Would you repeat every line of the data exactly?

_Stored items_
_ _ _
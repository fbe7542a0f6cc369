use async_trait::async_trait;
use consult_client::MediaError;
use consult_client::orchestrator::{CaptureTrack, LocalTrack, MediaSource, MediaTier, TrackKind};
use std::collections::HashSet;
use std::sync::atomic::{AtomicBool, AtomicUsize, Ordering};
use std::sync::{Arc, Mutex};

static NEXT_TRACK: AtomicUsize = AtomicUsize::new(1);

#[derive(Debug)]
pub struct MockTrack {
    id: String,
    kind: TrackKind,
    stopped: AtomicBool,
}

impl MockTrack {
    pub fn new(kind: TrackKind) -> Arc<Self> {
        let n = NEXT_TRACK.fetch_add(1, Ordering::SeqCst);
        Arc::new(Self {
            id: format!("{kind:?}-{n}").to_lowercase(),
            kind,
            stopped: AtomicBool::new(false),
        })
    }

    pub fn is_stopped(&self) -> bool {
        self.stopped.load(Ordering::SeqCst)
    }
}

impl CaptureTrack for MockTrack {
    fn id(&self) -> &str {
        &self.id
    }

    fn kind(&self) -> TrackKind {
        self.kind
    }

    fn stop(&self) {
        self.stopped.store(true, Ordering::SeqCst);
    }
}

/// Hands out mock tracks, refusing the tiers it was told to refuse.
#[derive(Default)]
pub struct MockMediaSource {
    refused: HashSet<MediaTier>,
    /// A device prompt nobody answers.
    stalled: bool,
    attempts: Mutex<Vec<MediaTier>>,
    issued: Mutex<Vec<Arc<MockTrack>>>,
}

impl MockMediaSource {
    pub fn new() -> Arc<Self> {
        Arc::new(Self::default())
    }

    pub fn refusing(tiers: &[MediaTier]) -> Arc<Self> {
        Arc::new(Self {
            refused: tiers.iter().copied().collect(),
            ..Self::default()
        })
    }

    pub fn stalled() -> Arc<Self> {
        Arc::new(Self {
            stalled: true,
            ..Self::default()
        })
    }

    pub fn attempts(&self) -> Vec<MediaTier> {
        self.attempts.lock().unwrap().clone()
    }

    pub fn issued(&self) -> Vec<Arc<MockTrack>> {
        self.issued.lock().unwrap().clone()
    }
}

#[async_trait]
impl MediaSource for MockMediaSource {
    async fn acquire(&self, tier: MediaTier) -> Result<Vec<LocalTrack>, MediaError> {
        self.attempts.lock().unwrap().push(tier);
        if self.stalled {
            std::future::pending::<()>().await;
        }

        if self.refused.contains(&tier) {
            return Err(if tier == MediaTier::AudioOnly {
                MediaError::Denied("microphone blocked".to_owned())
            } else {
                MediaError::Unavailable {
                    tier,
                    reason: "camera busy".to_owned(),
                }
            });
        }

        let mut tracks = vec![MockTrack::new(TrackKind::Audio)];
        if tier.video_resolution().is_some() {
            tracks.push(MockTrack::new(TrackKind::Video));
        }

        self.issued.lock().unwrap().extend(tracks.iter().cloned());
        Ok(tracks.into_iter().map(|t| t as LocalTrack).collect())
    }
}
_ _ _
_TASK SOLUTION_
repository fbe7542a0f6cc369
use async_trait::async_trait;
use consult_client::MediaError;
use consult_client::orchestrator::{CaptureTrack, LocalTrack, MediaSource, MediaTier, TrackKind};
use std::collections::HashSet;
use std::sync::atomic::{AtomicBool, AtomicUsize, Ordering};
use std::sync::{Arc, Mutex};

static NEXT_TRACK: AtomicUsize = AtomicUsize::new(1);

#[derive(Debug)]
pub struct MockTrack {
    id: String,
    kind: TrackKind,
    stopped: AtomicBool,
}

impl MockTrack {
    pub fn new(kind: TrackKind) -> Arc<Self> {
        let n = NEXT_TRACK.fetch_add(1, Ordering::SeqCst);
        Arc::new(Self {
            id: format!("{kind:?}-{n}").to_lowercase(),
            kind,
            stopped: AtomicBool::new(false),
        })
    }

    pub fn is_stopped(&self) -> bool {
        self.stopped.load(Ordering::SeqCst)
    }
}

impl CaptureTrack for MockTrack {
    fn id(&self) -> &str {
        &self.id
    }

    fn kind(&self) -> TrackKind {
        self.kind
    }

    fn stop(&self) {
        self.stopped.store(true, Ordering::SeqCst);
    }
}

/// Hands out mock tracks, refusing the tiers it was told to refuse.
#[derive(Default)]
pub struct MockMediaSource {
    refused: HashSet<MediaTier>,
    /// A device prompt nobody answers.
    stalled: bool,
    attempts: Mutex<Vec<MediaTier>>,
    issued: Mutex<Vec<Arc<MockTrack>>>,
}

impl MockMediaSource {
    pub fn new() -> Arc<Self> {
        Arc::new(Self::default())
    }

    pub fn refusing(tiers: &[MediaTier]) -> Arc<Self> {
        Arc::new(Self {
            refused: tiers.iter().copied().collect(),
            ..Self::default()
        })
    }

    pub fn stalled() -> Arc<Self> {
        Arc::new(Self {
            stalled: true,
            ..Self::default()
        })
    }

    pub fn attempts(&self) -> Vec<MediaTier> {
        self.attempts.lock().unwrap().clone()
    }

    pub fn issued(&self) -> Vec<Arc<MockTrack>> {
        self.issued.lock().unwrap().clone()
    }
}

#[async_trait]
impl MediaSource for MockMediaSource {
    async fn acquire(&self, tier: MediaTier) -> Result<Vec<LocalTrack>, MediaError> {
        self.attempts.lock().unwrap().push(tier);
        if self.stalled {
            std::future::pending::<()>().await;
        }

        if self.refused.contains(&tier) {
            return Err(if tier == MediaTier::AudioOnly {
                MediaError::Denied("microphone blocked".to_owned())
            } else {
                MediaError::Unavailable {
                    tier,
                    reason: "camera busy".to_owned(),
                }
            });
        }

        let mut tracks = vec![MockTrack::new(TrackKind::Audio)];
        if tier.video_resolution().is_some() {
            tracks.push(MockTrack::new(TrackKind::Video));
        }

        self.issued.lock().unwrap().extend(tracks.iter().cloned());
        Ok(tracks.into_iter().map(|t| t as LocalTrack).collect())
    }
}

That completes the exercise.